──────── Dataset records
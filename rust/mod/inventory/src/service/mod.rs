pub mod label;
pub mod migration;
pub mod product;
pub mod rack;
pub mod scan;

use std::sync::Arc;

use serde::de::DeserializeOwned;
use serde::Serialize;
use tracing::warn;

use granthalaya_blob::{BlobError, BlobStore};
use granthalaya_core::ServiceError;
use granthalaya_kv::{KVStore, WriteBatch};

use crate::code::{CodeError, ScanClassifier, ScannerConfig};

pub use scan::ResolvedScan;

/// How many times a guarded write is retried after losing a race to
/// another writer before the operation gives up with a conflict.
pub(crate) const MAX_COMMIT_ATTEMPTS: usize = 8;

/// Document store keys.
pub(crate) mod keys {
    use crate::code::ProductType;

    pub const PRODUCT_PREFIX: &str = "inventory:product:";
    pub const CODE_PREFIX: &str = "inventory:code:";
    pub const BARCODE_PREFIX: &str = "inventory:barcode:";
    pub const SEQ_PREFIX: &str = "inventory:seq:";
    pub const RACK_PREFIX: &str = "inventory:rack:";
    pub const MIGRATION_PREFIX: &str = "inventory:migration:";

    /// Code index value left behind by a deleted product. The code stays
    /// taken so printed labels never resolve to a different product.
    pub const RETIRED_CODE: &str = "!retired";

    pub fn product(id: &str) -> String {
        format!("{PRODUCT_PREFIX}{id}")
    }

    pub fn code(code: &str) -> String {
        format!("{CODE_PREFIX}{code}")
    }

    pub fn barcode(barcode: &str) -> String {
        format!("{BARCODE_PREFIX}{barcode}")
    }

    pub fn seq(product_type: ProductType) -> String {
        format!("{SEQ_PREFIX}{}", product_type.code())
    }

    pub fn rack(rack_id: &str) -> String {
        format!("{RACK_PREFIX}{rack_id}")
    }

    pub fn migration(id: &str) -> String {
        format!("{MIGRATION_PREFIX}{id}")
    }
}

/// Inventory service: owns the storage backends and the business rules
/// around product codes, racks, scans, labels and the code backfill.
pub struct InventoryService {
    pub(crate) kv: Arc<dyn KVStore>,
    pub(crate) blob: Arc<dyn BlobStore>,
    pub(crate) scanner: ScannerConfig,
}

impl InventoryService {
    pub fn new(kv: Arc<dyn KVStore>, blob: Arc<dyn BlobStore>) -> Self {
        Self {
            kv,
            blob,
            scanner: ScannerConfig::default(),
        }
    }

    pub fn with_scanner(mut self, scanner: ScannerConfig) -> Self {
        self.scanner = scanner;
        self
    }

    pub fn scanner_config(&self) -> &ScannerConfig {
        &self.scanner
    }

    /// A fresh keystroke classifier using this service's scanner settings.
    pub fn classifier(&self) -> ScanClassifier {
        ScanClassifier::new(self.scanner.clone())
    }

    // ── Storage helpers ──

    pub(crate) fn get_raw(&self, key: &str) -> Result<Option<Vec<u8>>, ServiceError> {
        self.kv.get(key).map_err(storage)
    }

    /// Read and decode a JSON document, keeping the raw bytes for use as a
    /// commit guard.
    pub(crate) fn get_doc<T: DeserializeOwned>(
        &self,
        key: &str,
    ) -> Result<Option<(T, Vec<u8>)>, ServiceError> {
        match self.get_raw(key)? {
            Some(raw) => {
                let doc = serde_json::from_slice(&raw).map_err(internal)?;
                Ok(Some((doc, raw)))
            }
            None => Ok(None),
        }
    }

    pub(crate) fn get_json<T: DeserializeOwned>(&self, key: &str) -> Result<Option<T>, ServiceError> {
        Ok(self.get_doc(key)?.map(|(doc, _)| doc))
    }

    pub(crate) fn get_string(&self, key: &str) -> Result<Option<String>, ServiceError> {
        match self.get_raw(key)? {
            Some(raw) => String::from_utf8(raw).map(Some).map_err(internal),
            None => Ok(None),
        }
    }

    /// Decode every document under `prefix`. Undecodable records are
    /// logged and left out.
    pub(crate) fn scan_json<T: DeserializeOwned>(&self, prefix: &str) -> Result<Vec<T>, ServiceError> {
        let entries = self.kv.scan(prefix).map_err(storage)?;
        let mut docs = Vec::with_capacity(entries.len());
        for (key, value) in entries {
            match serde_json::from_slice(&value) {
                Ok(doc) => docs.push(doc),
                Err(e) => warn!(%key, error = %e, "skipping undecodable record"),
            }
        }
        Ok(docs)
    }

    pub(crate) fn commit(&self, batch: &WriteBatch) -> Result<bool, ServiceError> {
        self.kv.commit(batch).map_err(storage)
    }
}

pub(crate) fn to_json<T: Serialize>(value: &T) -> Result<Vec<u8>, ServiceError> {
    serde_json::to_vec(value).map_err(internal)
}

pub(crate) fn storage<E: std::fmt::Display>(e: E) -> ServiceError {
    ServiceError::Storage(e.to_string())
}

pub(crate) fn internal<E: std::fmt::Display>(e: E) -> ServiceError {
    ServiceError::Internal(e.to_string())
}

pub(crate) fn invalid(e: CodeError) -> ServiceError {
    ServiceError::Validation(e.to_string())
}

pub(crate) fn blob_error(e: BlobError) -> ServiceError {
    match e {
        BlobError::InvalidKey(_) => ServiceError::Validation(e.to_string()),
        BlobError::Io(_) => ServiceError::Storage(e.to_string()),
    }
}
────────────────
● Requirement
Across all the records, find the lines containing the word "format" and reproduce each one.

● Written answer
        format!("{PRODUCT_PREFIX}{id}")
        format!("{CODE_PREFIX}{code}")
        format!("{BARCODE_PREFIX}{barcode}")
        format!("{SEQ_PREFIX}{}", product_type.code())
        format!("{RACK_PREFIX}{rack_id}")
        format!("{MIGRATION_PREFIX}{id}")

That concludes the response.